High Sheriff of Sussex
- In office 1642–1643

Personal details
- Born: 22 April 1605 (baptised) Uppark, near Harting, West Sussex
- Died: 3 September 1670 (aged 65) Ireland
- Resting place: St Mary and St Gabriel, Harting
- Spouse: Sarah Ireton
- Children: Katherine
- Alma mater: Trinity College, Oxford
- Occupation: Landowner and inventor

Military service
- Years of service: 1642 to 1646
- Rank: Colonel
- Battles/wars: First English Civil War Capture of Chichester; Battle of Muster Green; Siege of Chichester; Siege of Arundel; Siege of Winchester Castle

= Edward Ford (soldier) =

English soldier and inventor

Sir Edward Ford (22 April 1605 – 3 September 1670), was a member of the West Sussex gentry and inventor, who fought for the Royalists in the Wars of the Three Kingdoms. In his "History of the Rebellion", Clarendon judged that while 'a man of honesty and courage', Ford lacked experience of war and was an ineffectual soldier. However, he proved a reliable and trustworthy agent during negotiations between Charles I and Parliament in the period leading up to the 1648 Second English Civil War.

==Personal details==
Edward Ford was born on the family estates at Uppark, near Harting, West Sussex, eldest son of Sir William Ford (1570- 1653) and Anna Carell (1575-1658). He had an elder sister Magdalen (1604-?), and two younger brothers, John (1606-1681) and William (1608-?).
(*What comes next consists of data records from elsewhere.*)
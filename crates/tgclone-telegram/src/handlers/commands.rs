use std::sync::Arc;

use teloxide::{prelude::*, types::ParseMode};

use tgclone_core::{
    domain::ChatId,
    errors::Error,
    formatting::{escape_html, format_progress_html, format_range},
    ports::ProgressNotifier,
    source::IdRange,
};

use crate::{router::AppState, TelegramNotifier};

fn parse_command(text: &str) -> (String, String) {
    // Telegram may send `/cmd@botname arg1 ...`
    let mut parts = text.trim().splitn(2, char::is_whitespace);
    let first = parts.next().unwrap_or("").trim();
    let rest = parts.next().unwrap_or("").trim().to_string();

    let cmd = first
        .trim_start_matches('/')
        .split('@')
        .next()
        .unwrap_or("")
        .to_lowercase();

    (cmd, rest)
}

/// `/range <start> <end>` arguments. Both bounds inclusive.
fn parse_range(arg: &str) -> std::result::Result<IdRange, String> {
    let nums: Vec<&str> = arg.split_whitespace().collect();
    let [start, end] = nums.as_slice() else {
        return Err("Usage: /range &lt;start_id&gt; &lt;end_id&gt;".to_string());
    };
    let parse = |s: &str| {
        s.parse::<i32>()
            .ok()
            .filter(|v| *v > 0)
            .ok_or_else(|| format!("Invalid message id: <code>{}</code>", escape_html(s)))
    };
    let (start, end) = (parse(*start)?, parse(*end)?);
    if start > end {
        return Err("Start id must not be greater than end id.".to_string());
    }
    Ok(IdRange::between(start, end))
}

fn start_error_html(e: &Error) -> String {
    match e {
        Error::Config(detail) => format!(
            "⚠️ <b>Configuration error</b>\n{}",
            escape_html(detail)
        ),
        Error::AlreadyRunning { .. } => {
            "⏳ A clone is already running for this target. Use /status or /stop.".to_string()
        }
        Error::NothingToResume(_) => {
            "ℹ️ Nothing to resume. Start with /clone or /range.".to_string()
        }
        other => format!("❌ Could not start clone: {}", escape_html(&other.to_string())),
    }
}

const HELP_HTML: &str = "📦 <b>Channel Clone Bot</b>\n\n\
<b>📋 Commands:</b>\n\
/clone - Clone the full source history\n\
/range &lt;start&gt; &lt;end&gt; - Clone an id range (inclusive)\n\
/resume - Resume the last run from its checkpoint\n\
/stop - Pause the active run\n\
/status - Show run progress\n\
/help - Show this message\n\n\
<i>Without CLONE_SOURCE_HEAD_ID set, each run posts and deletes a silent \
marker message in the source channel to find its newest id.</i>";

async fn reply_html(bot: &Bot, chat_id: i64, html: impl Into<String>) {
    if let Err(e) = bot
        .send_message(teloxide::types::ChatId(chat_id), html.into())
        .parse_mode(ParseMode::Html)
        .await
    {
        tracing::warn!(chat_id, error = %e, "reply failed");
    }
}

pub async fn handle_command(bot: Bot, msg: Message, state: Arc<AppState>) -> ResponseResult<()> {
    let Some(text) = msg.text() else {
        return Ok(());
    };
    let chat_id = msg.chat.id.0;
    let (cmd, arg) = parse_command(text);
    let notifier: Arc<dyn ProgressNotifier> =
        Arc::new(TelegramNotifier::new(bot.clone(), ChatId(chat_id)));

    tracing::info!(command = %cmd, chat_id, "control command");

    match cmd.as_str() {
        "start" | "help" => {
            reply_html(&bot, chat_id, HELP_HTML).await;
        }

        "clone" | "range" => {
            let range = if cmd == "clone" {
                IdRange::full()
            } else {
                match parse_range(&arg) {
                    Ok(r) => r,
                    Err(html) => {
                        reply_html(&bot, chat_id, html).await;
                        return Ok(());
                    }
                }
            };
            match state.supervisor.start_run(range, notifier).await {
                Ok(()) => {
                    let body = format!("🚀 Clone started: {}", escape_html(&format_range(&range)));
                    reply_html(&bot, chat_id, body).await;
                }
                Err(e) => reply_html(&bot, chat_id, start_error_html(&e)).await,
            }
        }

        "resume" => match state.supervisor.resume(notifier).await {
            Ok(range) => {
                let body = format!("▶️ Resuming clone: {}", escape_html(&format_range(&range)));
                reply_html(&bot, chat_id, body).await;
            }
            Err(e) => reply_html(&bot, chat_id, start_error_html(&e)).await,
        },

        "stop" => {
            let body = if state.supervisor.request_stop().await {
                "🛑 Stop requested. The run pauses after the current message."
            } else {
                "No clone is running."
            };
            reply_html(&bot, chat_id, body).await;
        }

        "status" => {
            let snapshot = state.supervisor.query_progress();
            reply_html(&bot, chat_id, format_progress_html(&snapshot)).await;
        }

        _ => {
            reply_html(&bot, chat_id, "Unknown command. Send /help.").await;
        }
    }

    Ok(())
}

#[cfg(test)]
mod tests {
    use super::*;

    #[test]
    fn parses_commands_with_bot_suffix() {
        assert_eq!(
            parse_command("/Range@clone_bot 10 20"),
            ("range".to_string(), "10 20".to_string())
        );
        assert_eq!(parse_command("/clone"), ("clone".to_string(), String::new()));
    }

    #[test]
    fn range_arguments_are_validated() {
        assert_eq!(parse_range("100 105"), Ok(IdRange::between(100, 105)));
        assert_eq!(parse_range(" 7   7 "), Ok(IdRange::between(7, 7)));
        assert!(parse_range("10").unwrap_err().starts_with("Usage"));
        assert!(parse_range("a 5").unwrap_err().contains("<code>a</code>"));
        assert!(parse_range("0 5").is_err());
        assert!(parse_range("9 3").unwrap_err().contains("greater"));
        assert!(parse_range("1 2 3").is_err());
    }

    #[test]
    fn start_errors_are_explained() {
        let html = start_error_html(&Error::Config("source channel is not configured".into()));
        assert!(html.contains("Configuration error"));
        assert!(html.contains("source channel"));

        let html = start_error_html(&Error::AlreadyRunning {
            target: -1002,
            lock_path: "run.lock".into(),
        });
        assert!(html.contains("already running"));

        assert!(start_error_html(&Error::NothingToResume(-1002)).contains("Nothing to resume"));
    }

    #[test]
    fn help_explains_how_to_avoid_the_head_marker() {
        assert!(HELP_HTML.contains("CLONE_SOURCE_HEAD_ID"));
        assert!(HELP_HTML.contains("silent"));
    }
}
Sometime before 1634 he married Sarah Ireton, sister of Puritan radical and future Parliamentarian general Henry Ireton. They had one surviving daughter Katherine (1634 to c. 1682).

==Career==

He became a gentleman-commoner of Trinity College, Oxford, in 1621, but left the university without taking a degree. Charles I gave him a colonel's commission on the outbreak of the war, and in 1642 made him High Sheriff of Sussex. According to Vicars he offered his majesty "a thousand men, and to undertake the conquest of Sussex, though sixty miles in length." He began to raise forces accordingly, and on 18 November 1642 the House of Commons ordered him to be apprehended. After previously capturing the city of Chichester for the King, on the first week of December 1642 on Muster Green in Haywards Heath in Sussex, Ford was the leader of the Royalist army at the Battle of Muster Green, and lost the battle, whereupon he retreated back through Sussex to Chichester. Sir William Waller, after taking Winchester and Arundel Castle, besieged Chichester, which Ford surrendered eight days later (29 December) Ford soon afterwards obtained his release by the interest of his wife, Sarah, with her brother, General Henry Ireton. On 4 October 1643 he was knighted by Charles I at Oxford.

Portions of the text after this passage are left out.